Of the valuation measures, the price-to-earnings (P/E) ratio and the price-to-sales (P/S) ratio are most commonly used for stock picking. Indeed, calculations based on revenue and, to some extent, sales are easy and convenient. However, the price-to-book ratio (P/B ratio) has become a handy tool for identifying low-priced stocks with high growth prospects.
The P/B ratio is used to calculate how much an investor should pay for each dollar of a stock’s book value. It is calculated by dividing the current closing share price by the last quarter’s book value per share.
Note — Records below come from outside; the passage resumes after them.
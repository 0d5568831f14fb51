//! Allocation-group headers.
//!
//! Each AG starts with the superblock copy in sector 0, the free-space header
//! (AGF) in sector 1 and the inode header (AGI) in sector 2.

use serde::{Deserialize, Serialize};
use xfsr_types::{ParseError, XFS_AGF_MAGIC, XFS_AGI_MAGIC, read_be_u32};

/// Bytes of the AGF/AGI that are decoded; both fit in the smallest sector.
const AG_HEADER_PARSE_LEN: usize = 64;

fn check_header(bytes: &[u8], magic_expected: u32) -> Result<(), ParseError> {
    if bytes.len() < AG_HEADER_PARSE_LEN {
        return Err(ParseError::InsufficientData {
            needed: AG_HEADER_PARSE_LEN,
            offset: 0,
            actual: bytes.len(),
        });
    }
    let magic = read_be_u32(bytes, 0x00)?;
    if magic != magic_expected {
        return Err(ParseError::InvalidMagic {
            expected: u64::from(magic_expected),
            actual: u64::from(magic),
        });
    }
    Ok(())
}

/// Free-space header (`xfs_agf`).
#[derive(Debug, Clone, Copy, PartialEq, Eq, Serialize, Deserialize)]
pub struct AgfHeader {
    pub version: u32,
    pub seqno: u32,
    /// Blocks in this AG (the last AG may be short).
    pub length: u32,
    pub bno_root: u32,
    pub cnt_root: u32,
    pub bno_level: u32,
    pub cnt_level: u32,
    pub free_list_count: u32,
    pub free_blocks: u32,
    pub longest_free: u32,
}

impl AgfHeader {
    pub fn parse_from_bytes(bytes: &[u8]) -> Result<Self, ParseError> {
        check_header(bytes, XFS_AGF_MAGIC)?;
        Ok(Self {
            version: read_be_u32(bytes, 0x04)?,
            seqno: read_be_u32(bytes, 0x08)?,
            length: read_be_u32(bytes, 0x0C)?,
            bno_root: read_be_u32(bytes, 0x10)?,
            cnt_root: read_be_u32(bytes, 0x14)?,
            bno_level: read_be_u32(bytes, 0x1C)?,
            cnt_level: read_be_u32(bytes, 0x20)?,
            free_list_count: read_be_u32(bytes, 0x30)?,
            free_blocks: read_be_u32(bytes, 0x34)?,
            longest_free: read_be_u32(bytes, 0x38)?,
        })
    }
}

/// Inode allocation header (`xfs_agi`).
#[derive(Debug, Clone, Copy, PartialEq, Eq, Serialize, Deserialize)]
pub struct AgiHeader {
    pub version: u32,
    pub seqno: u32,
    pub length: u32,
    /// Allocated inodes in this AG.
    pub count: u32,
    pub root: u32,
    pub level: u32,
    pub free_count: u32,
    pub new_ino: u32,
    pub dir_ino: u32,
}

impl AgiHeader {
    pub fn parse_from_bytes(bytes: &[u8]) -> Result<Self, ParseError> {
        check_header(bytes, XFS_AGI_MAGIC)?;
        Ok(Self {
            version: read_be_u32(bytes, 0x04)?,
            seqno: read_be_u32(bytes, 0x08)?,
            length: read_be_u32(bytes, 0x0C)?,
            count: read_be_u32(bytes, 0x10)?,
            root: read_be_u32(bytes, 0x14)?,
            level: read_be_u32(bytes, 0x18)?,
            free_count: read_be_u32(bytes, 0x1C)?,
            new_ino: read_be_u32(bytes, 0x20)?,
            dir_ino: read_be_u32(bytes, 0x24)?,
        })
    }
}
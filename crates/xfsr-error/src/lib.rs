#![forbid(unsafe_code)]
//! Error types for XFSR.
//!
//! # Error Taxonomy
//!
//! XFSR uses a two-layer error model:
//!
//! | Layer | Type | Crate | Purpose |
//! |-------|------|-------|---------|
//! | Parsing | `ParseError` | `xfsr-types` | Byte-level violations found while decoding on-disk structures |
//! | Runtime | `XfsError` | `xfsr-error` (this crate) | Errors returned by the mount entry point and the VFS surface |
//!
//! `xfsr-error` does not depend on `xfsr-types`; the `ParseError` → `XfsError`
//! conversion lives in `xfsr-core`:
//!
//! | ParseError | XfsError |
//! |------------|----------|
//! | `InvalidMagic` on the superblock | `UnknownFormat` |
//! | anything else | `BogusFormat` |
//!
//! `UnknownFormat` is the expected answer for a format-probing caller handed a
//! non-XFS image. `BogusFormat` means the magic matched but something past it
//! is structurally wrong.
//!
//! ## errno Mapping
//!
//! | Variant | errno |
//! |---------|-------|
//! | `Io` | raw OS error, else `EIO` |
//! | `UnknownFormat` | `EINVAL` |
//! | `BogusFormat` | `EIO` |
//! | `OutOfMemory` | `ENOMEM` |
//! | `EndOfFile` | `ENODATA` |
//! | `NotSupported` | `EOPNOTSUPP` |
//! | `NotImplemented` | `ENOSYS` |
//! | `WriteProtected` | `EROFS` |
//! | `FilenameTooLong` | `ENAMETOOLONG` |
//! | `NotFound` | `ENOENT` |
//! | `NoMoreFiles` | `ENOENT` |
//! | `WrongType` | `EINVAL` |
//! | `NegativeSeek` | `EINVAL` |
//! | `InvalidFlags` | `EINVAL` |
//! | `InvalidArgument` | `EINVAL` |

use thiserror::Error;

/// Unified error type for all XFSR operations.
#[derive(Debug, Error)]
pub enum XfsError {
    /// Backing store I/O failure, passed through unchanged.
    #[error("I/O error: {0}")]
    Io(#[from] std::io::Error),

    /// The superblock magic does not match; this is not an XFS volume.
    #[error("unknown format: {0}")]
    UnknownFormat(String),

    /// Structurally invalid metadata past the magic check.
    #[error("bogus on-disk format: {0}")]
    BogusFormat(String),

    /// A cache buffer could not be allocated.
    #[error("out of memory: {0}")]
    OutOfMemory(String),

    /// The read cannot be satisfied (or, for strict callers, not in full).
    #[error("end of file")]
    EndOfFile,

    /// Recognized object or fork format that this reader does not handle.
    #[error("not supported: {0}")]
    NotSupported(String),

    /// Surface operation without an implementation.
    #[error("not implemented: {0}")]
    NotImplemented(String),

    /// Any mutation of the read-only volume.
    #[error("write protected")]
    WriteProtected,

    /// Name component longer than 255 bytes.
    #[error("filename too long")]
    FilenameTooLong,

    #[error("not found: {0}")]
    NotFound(String),

    /// Directory enumeration is exhausted.
    #[error("no more files")]
    NoMoreFiles,

    /// The operation does not apply to this kind of object.
    #[error("wrong object type")]
    WrongType,

    #[error("seek to negative offset")]
    NegativeSeek,

    /// Mount or format flags outside the accepted set.
    #[error("invalid flags: {0:#x}")]
    InvalidFlags(u64),

    #[error("invalid argument: {0}")]
    InvalidArgument(String),
}

impl XfsError {
    /// Convert this error into a POSIX errno.
    ///
    /// Exhaustive on purpose: a new variant does not compile until it has an
    /// errno.
    #[must_use]
    pub fn to_errno(&self) -> libc::c_int {
        match self {
            Self::Io(err) => err.raw_os_error().unwrap_or(libc::EIO),
            Self::UnknownFormat(_)
            | Self::WrongType
            | Self::NegativeSeek
            | Self::InvalidFlags(_)
            | Self::InvalidArgument(_) => libc::EINVAL,
            Self::BogusFormat(_) => libc::EIO,
            Self::OutOfMemory(_) => libc::ENOMEM,
            Self::EndOfFile => libc::ENODATA,
            Self::NotSupported(_) => libc::EOPNOTSUPP,
            Self::NotImplemented(_) => libc::ENOSYS,
            Self::WriteProtected => libc::EROFS,
            Self::FilenameTooLong => libc::ENAMETOOLONG,
            Self::NotFound(_) | Self::NoMoreFiles => libc::ENOENT,
        }
    }

    /// True for the "not this filesystem" answer a probing caller expects.
    #[must_use]
    pub fn is_unknown_format(&self) -> bool {
        matches!(self, Self::UnknownFormat(_))
    }
}

/// Result alias using `XfsError`.
pub type Result<T> = std::result::Result<T, XfsError>;
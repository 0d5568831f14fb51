#![forbid(unsafe_code)]
//! On-disk format parsing for XFS structures.
//!
//! Pure parsing crate: no I/O, no side effects. Parses big-endian byte slices
//! into typed Rust structures for the superblock, allocation-group headers,
//! inode cores and data forks, packed extent records, and the block-mapping
//! B+Tree (in-inode root and on-disk node blocks).

pub mod ag;
pub mod bmap;
pub mod inode;
pub mod superblock;

pub use ag::{AgfHeader, AgiHeader};
pub use bmap::{BmbtNode, BtreeIndex, XfsExtent, parse_bmbt_block, parse_bmdr_root, parse_extent_list};
pub use inode::{DataFork, FileType, XfsInodeCore, XfsTimestamp};
pub use superblock::XfsSuperblock;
P/B ratio = market capitalization / book value of equity
The P/B ratio helps identify low-priced stocks that have high growth prospects. Ford Motor Company F, General Motors Society GM, Knowledge base home KBH, Group 1 Automotive GPI, and Signet Jewelers Limited GIS are some of those choices.
What is the book value?
There are several ways to define book value. Book value is the total value that would remain, according to the company’s balance sheet, if it went bankrupt immediately. In other words, it’s what shareholders would theoretically receive if a company liquidated all of its assets after settling all of its liabilities.
It is calculated by subtracting the total liabilities from the total assets of a business. In most cases, this equates to common shareholders’ equity on the balance sheet. However, according to the company’s balance sheet, intangible assets must also be subtracted from total assets to determine book value.
Understanding the P/B ratio
By comparing the book value of equity to its market price, we get an idea if a company is undervalued or overvalued. However, like the P/E or P/S ratio, it is always best to compare P/B ratios within industries.
An AP/B ratio of less than one means the stock is trading at a price below its book value, or the stock is undervalued and therefore a good buy. Conversely, a stock with a ratio greater than one can be interpreted as being overvalued or relatively expensive.
For example, a stock with a P/B ratio of 2 means we pay $2 for every $1 of book value. Thus, the higher the P/B, the more expensive the stock.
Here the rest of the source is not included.